Hi, I’m Edward Luce. I am the FT’s US national editor but I’ve occupied several America roles including Washington bureau chief, US columnist, and have written a couple of books in between (The Retreat of Western Liberalism in 2017, and Time to Start Thinking: America and the Spectre of Decline , 2012). Oddly for a British journalist, I also worked for a year in the US government in 2000 as speech writer to Lawrence Summers, who was the Clinton administration’s treasury secretary. So I have witnessed how Washington functions — and also its growing dysfunction.

Right now it is at peak malfunction. America has suffered federal government shutdowns before. The two worst instances were the harsh winter of 1995-96 when Newt Gingrich’s Republicans took on Bill Clinton and failed. Clinton’s victory in that game of chicken laid the platform for his re-election 10 months later. The other was in 2013, when Republicans, led by the acerbic Ted Cruz, tried and failed to hold government to ransom for the abolition of the Affordable Care Act — Barack Obama’s signature healthcare law. At 32 days, Donald Trump’s shutdown is already a record. It is also qualitatively worse than the previous two. It is a perfect expression of the deterioration of American politics.

Trump is holding the US government hostage over his demand for $5.7bn for a US-Mexico border wall — money the Democrats will almost certainly never approve. Quite apart from the dubious merits of Trump’s “big beautiful wall”, the stand-off is over a minuscule 0.1 per cent of the US budget. That means no action over the remaining 99.9 per cent, such as worker training for the gig economy, upgrading America’s creaking infrastructure, and what to do about entitlement reform. It is an almost entirely symbolic battle between two hostile tribes: those who believe America is a land of immigrants, and those who increasingly blame America’s problems on outsiders — legal as well as illegal. It is thus a poisonous waste of time. How did US politics sink to such a low?

Here are five books that help explain why

1. Norm Ornstein and Thomas Mann’s It’s Even Worse Than it Looks: How the American Constitutional System Collided with the New Politics of Extremism , tees you up for the Washington swamp before Trump. To be sure, DC has become far more toxic since he took over. But he did not make it that way.

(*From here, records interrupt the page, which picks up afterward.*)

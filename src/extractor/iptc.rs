//! IPTC-IIM Application Record reader.
//!
//! Three datasets of Record 2 matter for a gallery:
//! - ObjectName (2:05): title
//! - Caption-Abstract (2:120): description
//! - Keywords (2:25): repeatable
//!
//! The IIM block reaches us either raw (TIFF tag 33723) or wrapped in a
//! Photoshop image-resource block (JPEG APP13, TIFF tag 34377), resource
//! id 0x0404.

/// IPTC fields relevant to gallery metadata.
#[derive(Debug, Clone, Default, PartialEq, Eq)]
pub struct IptcData {
    pub object_name: Option<String>,
    pub caption: Option<String>,
    pub keywords: Vec<String>,
}

impl IptcData {
    pub fn is_empty(&self) -> bool {
        self.object_name.is_none() && self.caption.is_none() && self.keywords.is_empty()
    }
}

const TAG_MARKER: u8 = 0x1C;
const APPLICATION_RECORD: u8 = 2;
const DATASET_OBJECT_NAME: u8 = 5;
const DATASET_KEYWORDS: u8 = 25;
const DATASET_CAPTION: u8 = 120;

/// Parse raw IIM datasets.
///
/// Each dataset is `0x1C, record, dataset, u16 BE length, bytes`. Bytes that
/// don't start a dataset are skipped; a dataset running past the end of the
/// block ends parsing with whatever was read so far.
pub fn parse_iim(data: &[u8]) -> IptcData {
    let mut result = IptcData::default();
    let mut pos = 0;

    while pos + 5 <= data.len() {
        if data[pos] != TAG_MARKER {
            pos += 1;
            continue;
        }
        let record = data[pos + 1];
        let dataset = data[pos + 2];
        let length = usize::from(u16::from_be_bytes([data[pos + 3], data[pos + 4]]));
        let start = pos + 5;
        let Some(bytes) = data.get(start..start + length) else {
            break;
        };
        pos = start + length;

        if record != APPLICATION_RECORD {
            continue;
        }
        let value = String::from_utf8_lossy(bytes).trim().to_string();
        if value.is_empty() {
            continue;
        }
        match dataset {
            DATASET_OBJECT_NAME => result.object_name = Some(value),
            DATASET_KEYWORDS => result.keywords.push(value),
            DATASET_CAPTION => result.caption = Some(value),
            _ => {}
        }
    }

    result
}

const PHOTOSHOP_HEADER: &[u8] = b"Photoshop 3.0\0";
const RESOURCE_SIGNATURE: &[u8] = b"8BIM";
const IPTC_RESOURCE_ID: u16 = 0x0404;

/// Locate the IIM bytes inside a Photoshop image-resource block.
///
/// Resource layout: `8BIM`, u16 id, Pascal name padded to even length,
/// u32 size, data padded to even length.
pub fn find_in_resources(block: &[u8]) -> Option<&[u8]> {
    let data = block.strip_prefix(PHOTOSHOP_HEADER).unwrap_or(block);
    let mut pos = 0;

    while pos + 12 <= data.len() {
        if &data[pos..pos + 4] != RESOURCE_SIGNATURE {
            pos += 1;
            continue;
        }
        let resource_id = u16::from_be_bytes([data[pos + 4], data[pos + 5]]);
        let name_len = usize::from(data[pos + 6]);
        let name_total = 1 + name_len + (1 + name_len) % 2;
        let size_at = pos + 6 + name_total;

        let size_bytes = data.get(size_at..size_at + 4)?;
        let size = u32::from_be_bytes([size_bytes[0], size_bytes[1], size_bytes[2], size_bytes[3]])
            as usize;
        let body_at = size_at + 4;
        let body = data.get(body_at..body_at + size)?;

        if resource_id == IPTC_RESOURCE_ID {
            return Some(body);
        }
        pos = body_at + size + size % 2;
    }

    None
}
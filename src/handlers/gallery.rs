//! Images: embedded metadata, sidecar overrides, one page plus the original.

use super::{Handler, HandlerError, Issue, Resolved};
use crate::config::HandlerOptions;
use crate::content::ContentItem;
use crate::extractor;
use crate::metadata::{self, MetadataRecord};
use crate::model::{NodeKind, SiteNode, join_output};
use crate::sidecar;
use tracing::warn;

pub struct GalleryHandler {
    options: HandlerOptions,
}

impl GalleryHandler {
    pub fn new(options: HandlerOptions) -> Self {
        Self { options }
    }
}

impl Handler for GalleryHandler {
    fn name(&self) -> &str {
        "gallery"
    }

    fn matches(&self, item: &ContentItem) -> bool {
        self.options.claims(&item.extension)
    }

    /// Embedded metadata overridden by sidecars.
    ///
    /// Either source failing degrades to "absent" for that source; the item
    /// still builds.
    fn resolve_metadata(&self, item: &ContentItem) -> Resolved {
        let mut issues = Vec::new();

        let extracted = extractor::extract(&item.path).unwrap_or_else(|e| {
            warn!(item = %item.relative, error = %e, "unreadable embedded metadata");
            issues.push(Issue::from(e));
            MetadataRecord::new()
        });
        let overrides = sidecar::resolve(&item.path).unwrap_or_else(|e| {
            warn!(item = %item.relative, error = %e, "ignoring sidecar");
            issues.push(Issue::from(e));
            None
        });

        Resolved {
            record: metadata::merge(extracted, overrides),
            issues,
        }
    }

    fn process(
        &self,
        item: &ContentItem,
        metadata: &MetadataRecord,
    ) -> Result<Vec<SiteNode>, HandlerError> {
        let page = SiteNode {
            output_path: join_output(item.dir(), &format!("{}/index.html", item.stem())),
            source: Some(item.relative.clone()),
            kind: NodeKind::GalleryEntry {
                image: item.relative.clone(),
            },
            metadata: metadata.clone(),
        };
        let asset = SiteNode {
            output_path: item.relative.clone(),
            source: Some(item.relative.clone()),
            kind: NodeKind::Asset,
            metadata: MetadataRecord::new(),
        };
        Ok(vec![page, asset])
    }
}
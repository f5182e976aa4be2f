use super::{CommandError, Context, ExitStatus, html_orchestrator, parse_args, report_status};
use crate::output;
use clap::Parser;
use std::path::PathBuf;
use std::process::Command;
use tracing::info;

/// Placeholder in `[publish].command` replaced by the output directory.
const OUTPUT_PLACEHOLDER: &str = "{output}";

#[derive(Parser, Debug)]
#[command(name = "gallerist publish", no_binary_name = true)]
struct PublishArgs {
    /// Publish the output directory as it is
    #[arg(long)]
    skip_build: bool,
}

pub(super) fn run(ctx: &Context) -> Result<ExitStatus, CommandError> {
    let Some(args) = parse_args::<PublishArgs>(&ctx.args)? else {
        return Ok(ExitStatus::SUCCESS);
    };
    let argv = &ctx.config.publish.command;
    let Some((program, rest)) = argv.split_first() else {
        return Err(CommandError::PublishNotConfigured);
    };
    let paths = ctx.paths();

    if !args.skip_build {
        let mut orchestrator = html_orchestrator(ctx, paths.clone())?;
        let report = orchestrator.full_build()?;
        output::print_build_report(&report);
        let status = report_status(&report, ctx.config.build.strict);
        if !status.is_success() {
            println!("Not publishing: build had errors");
            return Ok(status);
        }
    }

    let output_dir = paths.output.to_string_lossy();
    let rest: Vec<String> = rest
        .iter()
        .map(|arg| arg.replace(OUTPUT_PLACEHOLDER, &output_dir))
        .collect();
    info!(program = %program, args = ?rest, "publishing");
    let status = Command::new(program)
        .args(&rest)
        .current_dir(&paths.root)
        .status()
        .map_err(|source| CommandError::Spawn {
            program: PathBuf::from(program),
            source,
        })?;
    Ok(status.code().map_or(ExitStatus::FAILURE, ExitStatus::from_code))
}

2. Nancy Isenberg’s White Trash: The 400-year Untold History of Class in America offers a history of Trump voters before they existed. Class has always been a part of America, even before Benjamin Franklin called the white indentured classes “refuse”. Since the start, poor whites were pitted against slaves. Their descendants are too.

3. George Packer’s The Unwinding: An Inner History of the New America provides an intimate portrait of the decline of America’s middle class. Other books offer the statistics. Packer’s is the best-written portrait of the spirit of a meritocracy that is in trouble.

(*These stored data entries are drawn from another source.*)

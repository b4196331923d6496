//! One processing cycle over a batch of delivered records.
//!
//! A [`QueueHandler`] pairs a [`QueueHandlerDefinition`] with the user's processing
//! function. Each call to [`QueueHandler::process`]:
//!
//! 1. validates the records,
//! 2. invokes the handler exactly once with the valid and invalid messages,
//! 3. splits any requested retries into requeues and exhausted messages,
//! 4. requeues onto the originating queue through the batch dispatcher,
//!
//! and produces the partial batch failure report for the host.

use std::{any::Any, future::Future, panic::AssertUnwindSafe, pin::Pin, sync::Arc};

use futures_util::FutureExt;
use itertools::{Either, Itertools};
use serde::{de::DeserializeOwned, Deserialize, Serialize};

use crate::{
    dispatch::{QueueSender, SendOptions},
    error::Error,
    event::{BatchItemFailures, SqsEvent},
    message::{FailedMessage, InvalidMessage, QueueResult, Unprocessable, ValidatedMessage},
    transport::{QueueResolver, Transport},
    validate::{validate, FromJson, RawRecord, Validator},
};

/// Default number of attempts before a retried message is given up on.
pub const DEFAULT_MAXIMUM_ATTEMPTS: u32 = 10;

/// Static description of a queue consumer.
#[derive(Debug, Clone, PartialEq, Eq, bon::Builder, Serialize, Deserialize)]
#[serde(rename_all = "camelCase")]
pub struct QueueHandlerDefinition {
    /// Logical name of the queue, resolved to URLs by a [`QueueResolver`]
    #[builder(into)]
    pub queue_name: String,
    /// Maximum number of records per invocation
    #[serde(default)]
    pub batch_size: Option<u32>,
    #[serde(default)]
    pub max_batching_window_seconds: Option<u32>,
    /// Retries with more attempts than this are reported instead of requeued
    #[builder(default = DEFAULT_MAXIMUM_ATTEMPTS)]
    #[serde(default = "default_maximum_attempts")]
    pub maximum_attempts: u32,
    #[builder(default)]
    #[serde(default)]
    pub is_fifo_queue: bool,
}

fn default_maximum_attempts() -> u32 {
    DEFAULT_MAXIMUM_ATTEMPTS
}

/// What the handler is given for one invocation.
#[derive(Debug, Clone)]
pub struct QueueEvent<T> {
    /// Every record of the batch as delivered, in delivery order
    pub records: Vec<RawRecord>,
    pub valid: Vec<ValidatedMessage<T>>,
    pub invalid: Vec<InvalidMessage>,
}

/// What the handler asks for once it is done with a batch.
#[derive(Debug, Clone)]
pub enum HandlerResponse<T> {
    /// Every valid message was processed
    Done,
    /// These messages should be processed again later
    Retry(Vec<ValidatedMessage<T>>),
}

impl<T> From<()> for HandlerResponse<T> {
    fn from(_: ()) -> Self {
        Self::Done
    }
}

impl<T> From<Vec<ValidatedMessage<T>>> for HandlerResponse<T> {
    fn from(retry: Vec<ValidatedMessage<T>>) -> Self {
        Self::Retry(retry)
    }
}

impl<T> From<Option<Vec<ValidatedMessage<T>>>> for HandlerResponse<T> {
    fn from(retry: Option<Vec<ValidatedMessage<T>>>) -> Self {
        retry.map_or(Self::Done, Self::Retry)
    }
}

/// User processing logic for one queue.
///
/// Implemented for any `Fn(QueueEvent<T>) -> impl Future<Output = eyre::Result<R>>`
/// where `R` converts into a [`HandlerResponse`], so plain async closures work.
pub trait Handler<T>: Send + Sync {
    fn call(
        &self,
        event: QueueEvent<T>,
    ) -> Pin<Box<dyn Future<Output = eyre::Result<HandlerResponse<T>>> + Send + '_>>;
}

impl<T, F, Fut, R> Handler<T> for F
where
    F: Fn(QueueEvent<T>) -> Fut + Send + Sync,
    Fut: Future<Output = eyre::Result<R>> + Send + 'static,
    R: Into<HandlerResponse<T>>,
{
    fn call(
        &self,
        event: QueueEvent<T>,
    ) -> Pin<Box<dyn Future<Output = eyre::Result<HandlerResponse<T>>> + Send + '_>> {
        let fut = self(event);
        Box::pin(async move { fut.await.map(Into::into) })
    }
}

/// Everything one processing cycle produced.
#[derive(Debug)]
pub struct Invocation<T> {
    /// The partial batch failure report for the host
    pub report: BatchItemFailures,
    /// Invalid records and retries that ran out of attempts
    pub unprocessable: Vec<Unprocessable<T>>,
    /// Outcome of sending retries back to the queue
    pub requeued: QueueResult<ValidatedMessage<T>>,
    /// Set when the handler failed and the whole batch was reported
    pub handler_error: Option<Error>,
    /// Set when retries could not be requeued at all
    pub requeue_error: Option<Error>,
}

impl<T> Invocation<T> {
    fn new() -> Self {
        Self {
            report: BatchItemFailures::default(),
            unprocessable: Vec::new(),
            requeued: QueueResult::default(),
            handler_error: None,
            requeue_error: None,
        }
    }
}

pub struct QueueHandler<T> {
    definition: QueueHandlerDefinition,
    validator: Box<dyn Validator<T>>,
    sender: QueueSender,
    handler: Box<dyn Handler<T>>,
}

impl<T> QueueHandler<T>
where
    T: Serialize + Send + 'static,
{
    /// Creates a handler whose messages are deserialized straight into `T`.
    pub fn new(
        definition: QueueHandlerDefinition,
        transport: Arc<dyn Transport>,
        resolver: Arc<dyn QueueResolver>,
        handler: impl Handler<T> + 'static,
    ) -> Self
    where
        T: DeserializeOwned,
    {
        let sender = QueueSender::new(transport, resolver, definition.queue_name.clone());
        Self {
            definition,
            validator: Box::new(FromJson),
            sender,
            handler: Box::new(handler),
        }
    }

    pub fn with_validator(mut self, validator: impl Validator<T> + 'static) -> Self {
        self.validator = Box::new(validator);
        self
    }

    /// Options used when requeueing retries.
    pub fn with_send_options(mut self, options: SendOptions) -> Self {
        self.sender = self.sender.with_options(options);
        self
    }

    pub fn definition(&self) -> &QueueHandlerDefinition {
        &self.definition
    }

    /// Processes a host event and returns only the failure report.
    pub async fn handle_event(&self, event: SqsEvent) -> BatchItemFailures {
        let records = event.records.into_iter().map(RawRecord::from).collect();
        self.invoke(records).await
    }

    /// Processes `records` and returns only the failure report.
    pub async fn invoke(&self, records: Vec<RawRecord>) -> BatchItemFailures {
        self.process(records).await.report
    }

    /// Runs one full processing cycle over `records`.
    #[tracing::instrument(
        skip_all,
        fields(
            queue = %self.definition.queue_name,
            records = records.len(),
            fifo = self.definition.is_fifo_queue
        )
    )]
    pub async fn process(&self, records: Vec<RawRecord>) -> Invocation<T> {
        let mut invocation = Invocation::new();

        let validated = validate(&records, self.validator.as_ref());

        for invalid in &validated.invalid {
            tracing::warn!(
                message_id = %invalid.message_id,
                error = %invalid.error,
                "Invalid message"
            );
        }
        invocation.unprocessable.extend(
            validated
                .invalid
                .iter()
                .cloned()
                .map(Unprocessable::Invalid),
        );

        let record_ids: Vec<String> = records.iter().map(|r| r.message_id.clone()).collect();

        let event = QueueEvent {
            records,
            valid: validated.valid,
            invalid: validated.invalid,
        };

        let outcome = AssertUnwindSafe(async { self.handler.call(event).await })
            .catch_unwind()
            .await;

        let retry = match outcome {
            Ok(Ok(HandlerResponse::Done)) => return invocation,
            Ok(Ok(HandlerResponse::Retry(retry))) => retry,
            Ok(Err(e)) => {
                tracing::error!(error = ?e, "Queue handler failed, reporting the whole batch");
                invocation.handler_error = Some(Error::handler(e));
                invocation.report = record_ids.into_iter().collect();
                return invocation;
            }
            Err(panic) => {
                let e = eyre::eyre!("Queue handler panicked: {}", panic_message(panic.as_ref()));
                tracing::error!(error = %e, "Queue handler panicked, reporting the whole batch");
                invocation.handler_error = Some(Error::handler(e));
                invocation.report = record_ids.into_iter().collect();
                return invocation;
            }
        };

        if retry.is_empty() {
            return invocation;
        }

        let maximum = self.definition.maximum_attempts;
        let (requeue, exhausted): (Vec<_>, Vec<_>) =
            retry.into_iter().partition_map(|message| {
                if message.attempts() > maximum {
                    Either::Right(message)
                } else {
                    Either::Left(message)
                }
            });

        for message in exhausted {
            tracing::warn!(
                message_id = %message.message_id,
                attempts = message.attempts(),
                maximum,
                "Message exceeded its attempt budget"
            );
            invocation.report.push(message.message_id.clone());
            invocation
                .unprocessable
                .push(Unprocessable::Exhausted(FailedMessage {
                    message_id: Some(message.message_id),
                    error: Error::AttemptBudgetExceeded {
                        attempts: message.message.attempts,
                        maximum,
                    },
                    message: message.message,
                }));
        }

        if requeue.is_empty() {
            return invocation;
        }

        let requeue: Vec<_> = requeue.into_iter().map(rederive_deduplication_id).collect();
        let ids: Vec<String> = requeue.iter().map(|m| m.message_id.clone()).collect();

        match self.sender.send(requeue).await {
            Ok(result) => {
                for failure in &result.failed {
                    tracing::warn!(
                        message_id = %failure.message.message_id,
                        error = %failure.error,
                        "Retry could not be requeued"
                    );
                    invocation.report.push(failure.message.message_id.clone());
                }
                // The surviving entry may differ in body or group, so the replaced
                // record goes back to the host for redelivery.
                for replaced in &result.deduplicated {
                    tracing::warn!(
                        message_id = %replaced.message_id,
                        "Retry was replaced by another entry with the same id"
                    );
                    invocation.report.push(replaced.message_id.clone());
                }
                invocation.requeued = result;
            }
            Err(e) => {
                tracing::error!(error = %e, "Retries could not be requeued");
                for id in ids {
                    invocation.report.push(id);
                }
                invocation.requeue_error = Some(e);
            }
        }

        invocation
    }
}

/// Gives a FIFO retry a deduplication id of its own, so the transport does not discard
/// it as a duplicate of the delivery it came from.
fn rederive_deduplication_id<T>(message: ValidatedMessage<T>) -> ValidatedMessage<T> {
    if !message.message.is_fifo() {
        return message;
    }

    let id = format!("{}-{}", message.message_id, message.attempts());
    ValidatedMessage {
        message: message.message.with_deduplication_id(id),
        message_id: message.message_id,
    }
}

fn panic_message(panic: &(dyn Any + Send)) -> &str {
    if let Some(s) = panic.downcast_ref::<&str>() {
        s
    } else if let Some(s) = panic.downcast_ref::<String>() {
        s.as_str()
    } else {
        "unknown panic"
    }
}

4. Jane Mayer’s Dark Money: The Hidden History of the Billionaires Behind the Rise of the Radical Right is the definitive book on the reclusive and unimaginably rich Koch Brothers — the most important force behind the rise of libertarian politics in America.

5. Joshua Green’s Devil’s Bargain: Steve Bannon, Donald Trump and the Storming of the Presidency investigates Bannon’s seminal relationship with Trump. It is particularly fascinating on how Bannon unearthed the sources of male rage when he was a Shanghai-based investor in the gaming industry.